Instructions to use Professor/mms-300m-fongbe with libraries, inference providers, notebooks, and local apps. Follow these links to get started.
- Libraries
- Transformers
How to use Professor/mms-300m-fongbe with Transformers:
# Use a pipeline as a high-level helper from transformers import pipeline pipe = pipeline("automatic-speech-recognition", model="Professor/mms-300m-fongbe")# Load model directly from transformers import AutoProcessor, AutoModelForCTC processor = AutoProcessor.from_pretrained("Professor/mms-300m-fongbe") model = AutoModelForCTC.from_pretrained("Professor/mms-300m-fongbe") - Notebooks
- Google Colab
- Kaggle
mms-300m-fongbe
This model is a fine-tuned version of facebook/mms-300m specifically for Fongbe (Fon), a tonal language primarily spoken in Benin.
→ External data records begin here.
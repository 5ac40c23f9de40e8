//! Orbit camera.
//!
//! The camera sits on a sphere around a target point. Left-drag orbits and
//! the scroll wheel zooms, with damped motion towards the requested pose.
//! Mouse control is off unless the app was launched with `--orbit`; the
//! camera still keeps looking at its target either way.

use bevy::{
    ecs::message::MessageReader,
    input::mouse::{MouseMotion, MouseScrollUnit, MouseWheel},
    prelude::*,
};
use bevy_egui::EguiContexts;

use crate::launch_params::LaunchParams;

// ============================================================================
// Constants
// ============================================================================

/// Closest zoom distance.
const MIN_RADIUS: f32 = 1.0;
/// Furthest zoom distance (the fog ends at 100).
const MAX_RADIUS: f32 = 60.0;
/// Pitch limit, just short of straight up or down.
const MAX_PITCH: f32 = 1.55;

// ============================================================================
// Plugin
// ============================================================================

/// Plugin for the orbit camera.
pub struct CameraControllerPlugin;

impl Plugin for CameraControllerPlugin {
    fn build(&self, app: &mut App) {
        app.init_resource::<OrbitSettings>().add_systems(
            Update,
            (orbit_input.run_if(orbit_enabled), apply_orbit).chain(),
        );
    }
}

/// Run condition: mouse orbiting was enabled at launch.
fn orbit_enabled(params: Res<LaunchParams>) -> bool {
    params.orbit
}

// ============================================================================
// Components and settings
// ============================================================================

/// Settings for orbit control.
#[derive(Resource)]
pub struct OrbitSettings {
    /// Radians of orbit per pixel of mouse drag.
    pub rotate_sensitivity: f32,
    /// Zoom factor per scroll line.
    pub zoom_step: f32,
    /// Fraction of the remaining distance covered each frame.
    pub damping: f32,
}

impl Default for OrbitSettings {
    fn default() -> Self {
        Self {
            rotate_sensitivity: 0.005,
            zoom_step: 1.1,
            damping: 0.05,
        }
    }
}

/// Spherical camera pose around a target.
#[derive(Component, Clone, Debug, PartialEq)]
pub struct OrbitCamera {
    /// Point the camera looks at.
    pub target: Vec3,
    /// Current yaw about +Y (0 looks from +Z).
    pub yaw: f32,
    /// Current elevation above the target's horizontal plane.
    pub pitch: f32,
    /// Current distance from the target.
    pub radius: f32,
    /// Yaw the camera is easing towards.
    pub goal_yaw: f32,
    /// Pitch the camera is easing towards.
    pub goal_pitch: f32,
    /// Radius the camera is easing towards.
    pub goal_radius: f32,
}

impl OrbitCamera {
    /// Orbit pose for a camera at `eye` looking at `target`.
    pub fn looking_from(eye: Vec3, target: Vec3) -> Self {
        let offset = eye - target;
        let radius = offset.length().max(MIN_RADIUS);
        let pitch = (offset.y / radius).clamp(-1.0, 1.0).asin();
        let yaw = offset.x.atan2(offset.z);
        Self {
            target,
            yaw,
            pitch,
            radius,
            goal_yaw: yaw,
            goal_pitch: pitch,
            goal_radius: radius,
        }
    }

    /// World position of the camera for the current pose.
    pub fn eye(&self) -> Vec3 {
        self.target + orbit_offset(self.yaw, self.pitch, self.radius)
    }

    /// Request a rotation by the given yaw/pitch deltas.
    pub fn rotate(&mut self, delta_yaw: f32, delta_pitch: f32) {
        self.goal_yaw += delta_yaw;
        self.goal_pitch = (self.goal_pitch + delta_pitch).clamp(-MAX_PITCH, MAX_PITCH);
    }

    /// Request a zoom by a multiplicative factor.
    pub fn zoom(&mut self, factor: f32) {
        self.goal_radius = (self.goal_radius * factor).clamp(MIN_RADIUS, MAX_RADIUS);
    }

    /// Move the current pose a fraction of the way towards the goal pose.
    pub fn step(&mut self, damping: f32) {
        let damping = damping.clamp(0.0, 1.0);
        self.yaw += (self.goal_yaw - self.yaw) * damping;
        self.pitch += (self.goal_pitch - self.pitch) * damping;
        self.radius += (self.goal_radius - self.radius) * damping;
    }
}

/// Offset from the target for a spherical pose.
pub fn orbit_offset(yaw: f32, pitch: f32, radius: f32) -> Vec3 {
    let horizontal = radius * pitch.cos();
    Vec3::new(horizontal * yaw.sin(), radius * pitch.sin(), horizontal * yaw.cos())
}

// ============================================================================
// Systems
// ============================================================================

/// Turn mouse drag and scroll into orbit goals.
fn orbit_input(
    mouse: Res<ButtonInput<MouseButton>>,
    mut mouse_motion: MessageReader<MouseMotion>,
    mut scroll_events: MessageReader<MouseWheel>,
    settings: Res<OrbitSettings>,
    mut contexts: EguiContexts,
    mut query: Query<&mut OrbitCamera>,
) {
    // Ignore the mouse while it is over the HUD.
    let egui_wants_pointer = contexts
        .ctx_mut()
        .ok()
        .is_some_and(|ctx| ctx.is_pointer_over_area());

    let mut drag = Vec2::ZERO;
    for event in mouse_motion.read() {
        drag += event.delta;
    }
    if !mouse.pressed(MouseButton::Left) || egui_wants_pointer {
        drag = Vec2::ZERO;
    }

    let mut scroll = 0.0;
    for event in scroll_events.read() {
        // Normalize scroll value: web reports pixels, native reports lines.
        scroll += match event.unit {
            MouseScrollUnit::Line => event.y,
            MouseScrollUnit::Pixel => event.y / 120.0,
        };
    }
    if egui_wants_pointer {
        scroll = 0.0;
    }

    if drag == Vec2::ZERO && scroll == 0.0 {
        return;
    }

    for mut orbit in &mut query {
        orbit.rotate(
            -drag.x * settings.rotate_sensitivity,
            drag.y * settings.rotate_sensitivity,
        );
        if scroll != 0.0 {
            // Scrolling up zooms in.
            orbit.zoom(settings.zoom_step.powf(-scroll));
        }
    }
}

/// Ease towards the goal pose and aim the camera at the target.
fn apply_orbit(settings: Res<OrbitSettings>, mut query: Query<(&mut OrbitCamera, &mut Transform)>) {
    for (mut orbit, mut transform) in &mut query {
        orbit.step(settings.damping);
        *transform = Transform::from_translation(orbit.eye()).looking_at(orbit.target, Vec3::Y);
    }
}
//! Wheel rig: named lookup of the wheels inside the vehicle model.
//!
//! The vehicle glTF is walked once when its scene instance is ready. Nodes are
//! classified by name into spinning wheels and steering hubs, and the result
//! is stored on the vehicle as a [`WheelRig`].

use std::f32::consts::TAU;

use bevy::{prelude::*, scene::SceneInstanceReady};
use toycar_core::WheelFeedback;

use super::Vehicle;

// ============================================================================
// Naming rule
// ============================================================================

/// Keywords used to recognise wheel parts by node name (case-insensitive).
#[derive(Resource, Clone, Debug)]
pub struct WheelNaming {
    /// A node whose name contains any of these spins.
    pub spin: Vec<String>,
    /// A node whose name contains any of these steers.
    pub steer: Vec<String>,
    /// A spinning node whose name also contains any of these steers too.
    pub front: Vec<String>,
}

impl Default for WheelNaming {
    fn default() -> Self {
        Self {
            spin: vec!["wheel".into(), "tire".into(), "tyre".into()],
            steer: vec!["steer".into()],
            front: vec!["front".into()],
        }
    }
}

/// What a rig part does with the wheel feedback.
#[derive(Clone, Copy, Debug, Default, PartialEq, Eq)]
pub struct WheelRole {
    /// Rolls about its local X axis with speed.
    pub spins: bool,
    /// Yaws about its local Y axis with the turn rate.
    pub steers: bool,
}

impl WheelRole {
    /// Whether the part reacts to feedback at all.
    pub fn is_part(self) -> bool {
        self.spins || self.steers
    }
}

/// Classify a node by name.
pub fn classify_part(name: &str, naming: &WheelNaming) -> WheelRole {
    let name = name.to_lowercase();
    let contains_any = |keywords: &[String]| {
        keywords
            .iter()
            .any(|keyword| !keyword.is_empty() && name.contains(&keyword.to_lowercase()))
    };

    let spins = contains_any(&naming.spin);
    let steers = contains_any(&naming.steer) || (spins && contains_any(&naming.front));
    WheelRole { spins, steers }
}

/// Find the rig parts below `root`.
///
/// A spinning part is taken whole: its descendants are not searched, since
/// rotating a child under a rotated parent would apply the motion twice. A
/// steer-only hub is kept and its descendants are still searched for wheels.
pub fn resolve_parts(
    root: Entity,
    naming: &WheelNaming,
    children_of: impl Fn(Entity) -> Vec<Entity>,
    name_of: impl Fn(Entity) -> Option<String>,
) -> Vec<(Entity, WheelRole)> {
    let mut parts = Vec::new();
    let mut stack = children_of(root);
    stack.reverse();

    while let Some(entity) = stack.pop() {
        let role = name_of(entity)
            .map(|name| classify_part(&name, naming))
            .unwrap_or_default();
        if role.is_part() {
            parts.push((entity, role));
        }
        if !role.spins {
            let mut children = children_of(entity);
            children.reverse();
            stack.extend(children);
        }
    }

    parts
}

// ============================================================================
// Components
// ============================================================================

/// A wheel part driven by the motion feedback.
#[derive(Component, Clone, Debug)]
pub struct RigPart {
    /// How the part moves.
    pub role: WheelRole,
    /// Rotation authored in the model.
    pub rest: Quat,
    /// Accumulated roll, in `[0, 2π)`.
    pub spin: f32,
}

impl RigPart {
    /// Advance the part by one tick of feedback and return its new rotation.
    pub fn advance(&mut self, feedback: &WheelFeedback) -> Quat {
        if self.role.spins {
            self.spin = (self.spin + feedback.spin_delta as f32).rem_euclid(TAU);
        }
        let steer = if self.role.steers {
            feedback.steer_angle as f32
        } else {
            0.0
        };
        part_rotation(self.rest, self.role, self.spin, steer)
    }
}

/// The wheel parts of a vehicle, resolved once from its model.
#[derive(Component, Clone, Debug, Default)]
pub struct WheelRig {
    pub parts: Vec<Entity>,
}

/// Rotation of a part: steer about Y first, then roll about the axle.
pub fn part_rotation(rest: Quat, role: WheelRole, spin: f32, steer: f32) -> Quat {
    let steer = if role.steers { steer } else { 0.0 };
    let spin = if role.spins { spin } else { 0.0 };
    rest * Quat::from_rotation_y(steer) * Quat::from_rotation_x(spin)
}

// ============================================================================
// Observer
// ============================================================================

/// Build the wheel rig once the vehicle model has been instantiated.
pub(super) fn on_vehicle_scene_ready(
    trigger: On<SceneInstanceReady>,
    mut commands: Commands,
    naming: Res<WheelNaming>,
    vehicles: Query<(), With<Vehicle>>,
    children: Query<&Children>,
    names: Query<&Name>,
    transforms: Query<&Transform>,
) {
    let root = trigger.event_target();
    if !vehicles.contains(root) {
        return;
    }

    let parts = resolve_parts(
        root,
        &naming,
        |entity| {
            children
                .get(entity)
                .map(|c| c.iter().collect())
                .unwrap_or_default()
        },
        |entity| names.get(entity).ok().map(|name| name.as_str().to_owned()),
    );

    if parts.is_empty() {
        tracing::warn!("Vehicle model has no parts matching the wheel naming rule");
    } else {
        tracing::info!(
            "Vehicle ready: {} spinning, {} steering parts",
            parts.iter().filter(|(_, role)| role.spins).count(),
            parts.iter().filter(|(_, role)| role.steers).count()
        );
    }

    let mut rig = WheelRig::default();
    for (entity, role) in parts {
        let rest = transforms
            .get(entity)
            .map(|transform| transform.rotation)
            .unwrap_or_default();
        commands.entity(entity).insert(RigPart {
            role,
            rest,
            spin: 0.0,
        });
        rig.parts.push(entity);
    }
    commands.entity(root).insert(rig);
}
It was developed to preserve linguistic integrity by maintaining critical tonal diacritics and unique orthographic characters (e.g., ɖ, ɛ, ɔ, è, é). This model achieves State-of-the-Art (SOTA) results for Fongbe Automatic Speech Recognition (ASR) on the ALFFA test benchmark.
📊 Evaluation Results
The model was evaluated on the held-out ALFFA test set (2,168 utterances):
| Metric | Score |
|---|---|
| WER (Word Error Rate) | 0.0948 (9.48%) |
| CER (Character Error Rate) | 0.0396 (3.96%) |
Benchmark Comparison (with diacritics)
| Model | WER (%) | CER (%) | Year |
|---|---|---|---|
| Laleye et al. (Baseline) | 44.04% | — | 2016 |
| MMS-300m-Fongbe (Ours) | 9.48% | 3.96% | 2026 |
Inference Examples
| Reference | Prediction | Result |
|---|---|---|
| gannu elɔ kpɔ hu ɖe ɔ | gannu elɔ kpɔ hu ɖe ɔ | ✅ Perfect |
| ɖɔla tεnwe | ɖɔla tεnwe | ✅ Perfect |
| ama e gbɔ mɔ ɖo nɔ ɔ nu e wε e nɔ ɖu | ama e gbɔ mɔ ɖo nɔ ɔ nu ɔ e nɔ ɖu | ⚠️ Minor error |
📖 Model Description
- Architecture: MMS (Massive Multilingual Speech) 300M parameter model.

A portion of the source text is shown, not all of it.